Mahathir has been openly criticising the current prime minister, Najib Razak, for the past year although they both belong to the same political party, the United Malays National Organisation (UMNO). What made it special this time was that he said it at a two-day mass demonstration in the centre of Kuala Lumpur.

Mass demonstrations are normally attacked and dispersed by the police in Malaysia despite its formally democratic system, but this time the police remained peaceful. There were the usual disputes about how many people were there, with the organisers claiming 300,000 and the police saying 20,000, but the important thing was that Mahathir showed up and gave it his support.

There’s certainly good reason to demand Najib Razak’s resignation as prime minister. In July the Wall Street Journal published a report that $700 million had been transferred into his personal bank accounts in 2013 by the deeply indebted 1MDB state investment fund, which he created in 2009 shortly after becoming prime minister. He remains chairman of the fund’s board of advisers even today.

At first Najib just denied it all. He fired his deputy prime minister, Muhyiddin Yassin, for criticising his handing of the affair, and also the attorney general, Abdul Gani Patail, who was leading the the investigation into the scandal. Then, when it became impossible to deny that the money had appeared in his accounts, his advisers began claiming that it had come not from 1MDB but as a “political donation” from unnamed Middle Eastern sources.

Whether it was really looted from the 1MDB investment fund or just given to Najib by a “wealthy Arab family”, its purpose was clear. It was not to enrich Najib personally. It was to swing the outcome of the 2013 election, which Najib’s party was in danger of losing.

In a normal democracy, accepting the better part of a billion dollars from foreigners to win an election would be just as serious a crime as stealing it from a national investment fund, but Malaysia is not a normal democracy.

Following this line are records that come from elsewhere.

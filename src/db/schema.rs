//! Database schema definitions

use rusqlite::{Connection, OptionalExtension};
use tracing::info;

use crate::error::TerritoryError;

/// Current schema version for migrations
pub const SCHEMA_VERSION: i32 = 1;

/// Initialize the database schema
pub fn init_schema(conn: &Connection) -> Result<(), TerritoryError> {
    let current_version = get_schema_version(conn)?;

    if current_version == 0 {
        info!("Creating new database schema v{}", SCHEMA_VERSION);
        create_tables(conn)?;
        set_schema_version(conn, SCHEMA_VERSION)?;
    } else if current_version < SCHEMA_VERSION {
        info!("Migrating schema from v{} to v{}", current_version, SCHEMA_VERSION);
        migrate_schema(conn, current_version)?;
    } else if current_version > SCHEMA_VERSION {
        return Err(TerritoryError::Config(format!(
            "Database schema v{} is newer than this build (v{})",
            current_version, SCHEMA_VERSION
        )));
    } else {
        info!("Database schema is up to date (v{})", current_version);
    }

    Ok(())
}

/// Get current schema version (0 if not initialized)
fn get_schema_version(conn: &Connection) -> Result<i32, TerritoryError> {
    conn.execute(
        "CREATE TABLE IF NOT EXISTS schema_version (version INTEGER NOT NULL)",
        [],
    )?;

    let version: Option<i32> = conn
        .query_row("SELECT version FROM schema_version LIMIT 1", [], |row| row.get(0))
        .optional()?;

    Ok(version.unwrap_or(0))
}

fn set_schema_version(conn: &Connection, version: i32) -> Result<(), TerritoryError> {
    conn.execute("DELETE FROM schema_version", [])?;
    conn.execute("INSERT INTO schema_version (version) VALUES (?)", [version])?;
    Ok(())
}

fn create_tables(conn: &Connection) -> Result<(), TerritoryError> {
    conn.execute_batch(CITIES_SCHEMA)?;
    conn.execute_batch(AGENTS_SCHEMA)?;
    conn.execute_batch(ASSIGNMENTS_SCHEMA)?;
    conn.execute_batch(GUARDS_SCHEMA)?;
    conn.execute_batch(INDEXES_SCHEMA)?;
    Ok(())
}

fn migrate_schema(conn: &Connection, from_version: i32) -> Result<(), TerritoryError> {
    // Only v1 exists so far; later versions add their steps here.
    info!(from_version, "No migration steps registered");
    set_schema_version(conn, SCHEMA_VERSION)?;
    Ok(())
}

/// City catalog
///
/// `owner_id` is UNIQUE so no agent can own two cities, and SQLite allows
/// any number of NULLs for the vacant ones.
const CITIES_SCHEMA: &str = r#"
CREATE TABLE IF NOT EXISTS cities (
    id TEXT PRIMARY KEY NOT NULL,
    country_code TEXT NOT NULL,
    name TEXT NOT NULL,
    latitude REAL NOT NULL,
    longitude REAL NOT NULL,
    reserved INTEGER NOT NULL DEFAULT 0 CHECK (reserved IN (0, 1)),

    owner_id TEXT UNIQUE REFERENCES agents(id),
    claimed_at TEXT,

    created_at TEXT NOT NULL
);
"#;

/// Agents
///
/// `city_id` is UNIQUE: at most one agent points at any city.
const AGENTS_SCHEMA: &str = r#"
CREATE TABLE IF NOT EXISTS agents (
    id TEXT PRIMARY KEY NOT NULL,
    display_name TEXT,

    city_id TEXT UNIQUE REFERENCES cities(id),

    voided INTEGER NOT NULL DEFAULT 0 CHECK (voided IN (0, 1)),
    void_zone TEXT,
    void_latitude REAL,
    void_longitude REAL,
    voided_at TEXT,

    last_liveness_at TEXT,
    created_at TEXT NOT NULL,

    CHECK (voided = 0 OR city_id IS NULL)
);
"#;

/// Assignment trail (append-only)
const ASSIGNMENTS_SCHEMA: &str = r#"
CREATE TABLE IF NOT EXISTS assignments (
    id INTEGER PRIMARY KEY AUTOINCREMENT,
    city_id TEXT REFERENCES cities(id),
    agent_id TEXT,
    action TEXT NOT NULL CHECK (action IN ('claimed', 'released', 'voided', 'administrative-override')),
    actor TEXT NOT NULL,
    reason TEXT NOT NULL DEFAULT '',
    created_at TEXT NOT NULL
);
"#;

/// Triggers that hold the invariants even against hand-written SQL
const GUARDS_SCHEMA: &str = r#"
CREATE TRIGGER IF NOT EXISTS assignments_no_update
BEFORE UPDATE ON assignments
BEGIN
    SELECT RAISE(ABORT, 'assignments are append-only');
END;

CREATE TRIGGER IF NOT EXISTS assignments_no_delete
BEFORE DELETE ON assignments
BEGIN
    SELECT RAISE(ABORT, 'assignments are append-only');
END;

CREATE TRIGGER IF NOT EXISTS agents_void_is_terminal
BEFORE UPDATE OF voided ON agents
WHEN OLD.voided = 1 AND NEW.voided = 0
BEGIN
    SELECT RAISE(ABORT, 'voided agents cannot be restored');
END;

CREATE TRIGGER IF NOT EXISTS cities_referenced_by_trail
BEFORE DELETE ON cities
WHEN EXISTS (SELECT 1 FROM assignments WHERE city_id = OLD.id)
BEGIN
    SELECT RAISE(ABORT, 'city is referenced by the assignment trail');
END;
"#;

const INDEXES_SCHEMA: &str = r#"
CREATE INDEX IF NOT EXISTS idx_cities_country ON cities(country_code);
CREATE INDEX IF NOT EXISTS idx_cities_eligible ON cities(country_code, reserved, owner_id);

CREATE INDEX IF NOT EXISTS idx_agents_liveness ON agents(voided, last_liveness_at);

CREATE INDEX IF NOT EXISTS idx_assignments_city ON assignments(city_id, id);
CREATE INDEX IF NOT EXISTS idx_assignments_agent ON assignments(agent_id, id);
"#;

#[cfg(test)]
mod tests {
    use super::*;

    fn open() -> Connection {
        let conn = Connection::open_in_memory().unwrap();
        conn.execute_batch("PRAGMA foreign_keys=ON;").unwrap();
        init_schema(&conn).unwrap();
        conn
    }

    #[test]
    fn test_init_is_idempotent() {
        let conn = open();
        init_schema(&conn).unwrap();
        assert_eq!(get_schema_version(&conn).unwrap(), SCHEMA_VERSION);
    }

    #[test]
    fn test_assignment_trail_rejects_updates_and_deletes() {
        let conn = open();
        conn.execute(
            "INSERT INTO assignments (agent_id, action, actor, reason, created_at)
             VALUES ('a', 'voided', 'system', 'test', '2026-01-01T00:00:00.000Z')",
            [],
        )
        .unwrap();

        assert!(conn.execute("UPDATE assignments SET reason = 'edited'", []).is_err());
        assert!(conn.execute("DELETE FROM assignments", []).is_err());
    }

    #[test]
    fn test_void_flag_cannot_be_cleared() {
        let conn = open();
        conn.execute(
            "INSERT INTO agents (id, voided, created_at) VALUES ('a', 1, '2026-01-01T00:00:00.000Z')",
            [],
        )
        .unwrap();

        assert!(conn.execute("UPDATE agents SET voided = 0 WHERE id = 'a'", []).is_err());
    }

    #[test]
    fn test_owner_uniqueness_enforced_by_store() {
        let conn = open();
        conn.execute_batch(
            "INSERT INTO agents (id, created_at) VALUES ('a', 'now');
             INSERT INTO cities (id, country_code, name, latitude, longitude, created_at)
             VALUES ('paris', 'FR', 'Paris', 48.85, 2.35, 'now'),
                    ('lyon', 'FR', 'Lyon', 45.76, 4.83, 'now');
             UPDATE cities SET owner_id = 'a' WHERE id = 'paris';",
        )
        .unwrap();

        assert!(conn
            .execute("UPDATE cities SET owner_id = 'a' WHERE id = 'lyon'", [])
            .is_err());
    }
}
//! Configuration for territory-engine

use serde::{Deserialize, Serialize};
use std::path::{Path, PathBuf};
use std::time::Duration;

use crate::error::TerritoryError;

/// Default storage directory
pub fn default_storage_dir() -> PathBuf {
    dirs::data_local_dir()
        .unwrap_or_else(|| PathBuf::from("."))
        .join("territory-engine")
}

/// Configuration
#[derive(Debug, Clone, Serialize, Deserialize)]
pub struct Config {
    /// Directory holding the SQLite database
    #[serde(default = "default_storage_dir")]
    pub storage_dir: PathBuf,

    /// How long a writer waits on SQLite's write lock before giving up
    #[serde(default = "default_busy_timeout_ms")]
    pub busy_timeout_ms: u64,

    #[serde(default)]
    pub eviction: EvictionConfig,

    #[serde(default)]
    pub registration: RegistrationConfig,
}

/// Inactivity eviction settings
///
/// `threshold_days` drives both the sweep and the warning window.
#[derive(Debug, Clone, PartialEq, Eq, Serialize, Deserialize)]
pub struct EvictionConfig {
    /// Days without liveness before an agent is voided
    #[serde(default = "default_threshold_days")]
    pub threshold_days: u32,

    /// Days before the threshold at which agents are warned
    #[serde(default = "default_warning_days")]
    pub warning_days: u32,

    /// Seconds between periodic sweeps
    #[serde(default = "default_sweep_interval")]
    pub sweep_interval_secs: u64,

    /// Run a sweep immediately when the daemon starts
    #[serde(default = "default_true")]
    pub sweep_on_start: bool,
}

/// Bounds for the registration claim-retry loop
#[derive(Debug, Clone, PartialEq, Eq, Serialize, Deserialize)]
pub struct RegistrationConfig {
    #[serde(default = "default_max_claim_attempts")]
    pub max_claim_attempts: u32,

    #[serde(default = "default_max_claim_elapsed_ms")]
    pub max_claim_elapsed_ms: u64,
}

fn default_busy_timeout_ms() -> u64 {
    5000
}

fn default_threshold_days() -> u32 {
    7
}

fn default_warning_days() -> u32 {
    2
}

fn default_sweep_interval() -> u64 {
    86_400
}

fn default_true() -> bool {
    true
}

fn default_max_claim_attempts() -> u32 {
    5
}

fn default_max_claim_elapsed_ms() -> u64 {
    2000
}

impl Default for EvictionConfig {
    fn default() -> Self {
        Self {
            threshold_days: default_threshold_days(),
            warning_days: default_warning_days(),
            sweep_interval_secs: default_sweep_interval(),
            sweep_on_start: true,
        }
    }
}

impl Default for RegistrationConfig {
    fn default() -> Self {
        Self {
            max_claim_attempts: default_max_claim_attempts(),
            max_claim_elapsed_ms: default_max_claim_elapsed_ms(),
        }
    }
}

impl EvictionConfig {
    /// Threshold for a one-off sweep. An override must still leave room for
    /// the warning window, or agents could be voided without being warned.
    pub fn sweep_threshold(&self, override_days: Option<u32>) -> Result<u32, TerritoryError> {
        match override_days {
            None => Ok(self.threshold_days),
            Some(days) if days > self.warning_days => Ok(days),
            Some(days) => Err(TerritoryError::InvalidInput(format!(
                "threshold_days ({}) must be above warning_days ({})",
                days, self.warning_days
            ))),
        }
    }
}

impl RegistrationConfig {
    pub fn max_claim_elapsed(&self) -> Duration {
        Duration::from_millis(self.max_claim_elapsed_ms)
    }
}

impl Default for Config {
    fn default() -> Self {
        Self {
            storage_dir: default_storage_dir(),
            busy_timeout_ms: default_busy_timeout_ms(),
            eviction: EvictionConfig::default(),
            registration: RegistrationConfig::default(),
        }
    }
}

impl Config {
    /// Load config from file
    pub fn load<P: AsRef<Path>>(path: P) -> Result<Self, TerritoryError> {
        let content = std::fs::read_to_string(path)?;
        let config: Config = toml::from_str(&content)
            .map_err(|e| TerritoryError::Config(format!("Invalid config: {}", e)))?;
        config.validate()?;
        Ok(config)
    }

    /// Save config to file
    pub fn save<P: AsRef<Path>>(&self, path: P) -> Result<(), TerritoryError> {
        let content = toml::to_string_pretty(self)
            .map_err(|e| TerritoryError::Config(format!("Failed to serialize config: {}", e)))?;
        std::fs::write(path, content)?;
        Ok(())
    }

    /// Reject settings the engine cannot honour
    pub fn validate(&self) -> Result<(), TerritoryError> {
        if self.eviction.threshold_days == 0 {
            return Err(TerritoryError::Config("eviction.threshold_days must be at least 1".into()));
        }
        if self.eviction.warning_days >= self.eviction.threshold_days {
            return Err(TerritoryError::Config(format!(
                "eviction.warning_days ({}) must be below threshold_days ({})",
                self.eviction.warning_days, self.eviction.threshold_days
            )));
        }
        if self.eviction.sweep_interval_secs == 0 {
            return Err(TerritoryError::Config("eviction.sweep_interval_secs must be positive".into()));
        }
        if self.registration.max_claim_attempts == 0 {
            return Err(TerritoryError::Config("registration.max_claim_attempts must be at least 1".into()));
        }
        Ok(())
    }

    pub fn busy_timeout(&self) -> Duration {
        Duration::from_millis(self.busy_timeout_ms)
    }

    /// Get config file path
    pub fn config_path(&self) -> PathBuf {
        self.storage_dir.join("config.toml")
    }
}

It has been effectively a single-party state since independence in 1957, because the great majority of ethnic Malays vote for UMNO and its allies in order to retain their special privileges in the country.

Malays, who are almost all Muslims, were the original population in most of the country and still account for 60 percent of its people. However, large-scale immigration by Chinese and Indians in the 19th century shifted the balance: Chinese Malaysians now account for about a quarter of the population, and people of Indian descent for around one-tenth.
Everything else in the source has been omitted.